EXERCISE REQUIREMENTS:
Go through the listing and pick out each line with the word "drafted" in it.

DATA:
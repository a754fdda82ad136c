//! Capability and policy resolution for controller dispatch.
//!
//! The capability table declares what may be attempted per controller; the
//! resolver merges it with region and operator overrides into one effective
//! policy value. Candidate selection gates discovery hits through those
//! policies before any action is drafted.

pub mod auto_candidate;
pub mod confidence_band;
pub mod controller_capability;
pub mod followup;
pub mod policy_resolver;

pub use auto_candidate::{
    select_auto_candidates, AcceptedCandidate, AutoCandidateConfig, AutoCandidateReport,
    RejectedCandidate,
};
pub use confidence_band::{
    band_for_score, BandThresholds, ConfidenceBand, DEFAULT_THRESHOLD_HIGH,
    DEFAULT_THRESHOLD_MEDIUM,
};
pub use controller_capability::{
    builtin_capability_table, load_capability_table, CapabilityTable, CapabilityTableFile,
    ControllerCapability, CAPABILITY_TABLE_SCHEMA_VERSION, GENERIC_CONTROLLER_ID,
};
pub use followup::{load_followup_overrides, next_followup_at, FollowupOverridesFile};
pub use policy_resolver::{
    load_operator_overrides, resolve_effective_policy, save_operator_overrides, EffectivePolicy,
    OperatorOverridesFile, PolicyOverride, SlaMinutes,
};
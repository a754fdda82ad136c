//! Channel dispatch for drafted removal actions.
//!
//! The router picks a channel the effective policy allows, attempts it with
//! bounded retries, and falls back once before reporting failure. Webform
//! dispatch enqueues a durable job and returns immediately; completion is the
//! webform worker's responsibility.

pub mod dispatch_router;
pub mod email_retry;
pub mod provider_dispatch;

pub use dispatch_router::{
    route_action, DispatchOutcome, DispatchRouterConfig, DispatchState, WebformEnqueue,
};
pub use email_retry::{
    next_backoff_ms, next_backoff_ms_with_jitter, parse_retry_after_ms, provider_retry_delay_ms,
    should_retry_status, PROVIDER_BASE_BACKOFF_MS, PROVIDER_MAX_SEND_ATTEMPTS,
};
pub use provider_dispatch::{
    send_with_retry, DirectSendError, DirectSendReceipt, DirectSendRequest, DirectSender,
    HttpDirectSender, HttpDirectSenderConfig,
};
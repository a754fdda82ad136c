use std::io::Write;
use std::path::Path;

use anyhow::{bail, Context, Result};

use crate::time_utils::current_unix_timestamp_ms;

/// Writes text using a temp file + rename so readers never observe partial data.
pub fn write_text_atomic(path: &Path, content: &str) -> Result<()> {
    write_bytes_atomic(path, content.as_bytes())
}

/// Writes raw bytes using a temp file + rename so readers never observe
/// partial data. Used for captured screenshots and page snapshots.
pub fn write_bytes_atomic(path: &Path, content: &[u8]) -> Result<()> {
    if path.as_os_str().is_empty() {
        bail!("destination path cannot be empty");
    }
    if path.exists() && path.is_dir() {
        bail!("destination path '{}' is a directory", path.display());
    }

    let parent_dir = path
        .parent()
        .filter(|dir| !dir.as_os_str().is_empty())
        .unwrap_or_else(|| Path::new("."));
    std::fs::create_dir_all(parent_dir)
        .with_context(|| format!("failed to create {}", parent_dir.display()))?;

    let temp_name = format!(
        ".{}.tmp-{}-{}",
        path.file_name()
            .and_then(|name| name.to_str())
            .unwrap_or("artifact"),
        std::process::id(),
        current_unix_timestamp_ms()
    );
    let temp_path = parent_dir.join(temp_name);
    std::fs::write(&temp_path, content)
        .with_context(|| format!("failed to write temporary file {}", temp_path.display()))?;
    std::fs::rename(&temp_path, path).with_context(|| {
        format!(
            "failed to rename temporary file {} to {}",
            temp_path.display(),
            path.display()
        )
    })?;
    Ok(())
}

/// Appends one line to a file, creating the parent directory on first use.
/// Append-only ledgers rely on this never truncating existing content.
pub fn append_line_creating_dir(path: &Path, line: &str) -> Result<()> {
    if path.as_os_str().is_empty() {
        bail!("destination path cannot be empty");
    }
    if let Some(parent) = path.parent() {
        if !parent.as_os_str().is_empty() {
            std::fs::create_dir_all(parent)
                .with_context(|| format!("failed to create {}", parent.display()))?;
        }
    }
    let mut file = std::fs::OpenOptions::new()
        .create(true)
        .append(true)
        .open(path)
        .with_context(|| format!("failed to open {} for append", path.display()))?;
    file.write_all(line.as_bytes())
        .and_then(|()| file.write_all(b"\n"))
        .with_context(|| format!("failed to append to {}", path.display()))?;
    Ok(())
}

EXERCISE RESPONSE:
//! policies before any action is drafted.
//! Channel dispatch for drafted removal actions.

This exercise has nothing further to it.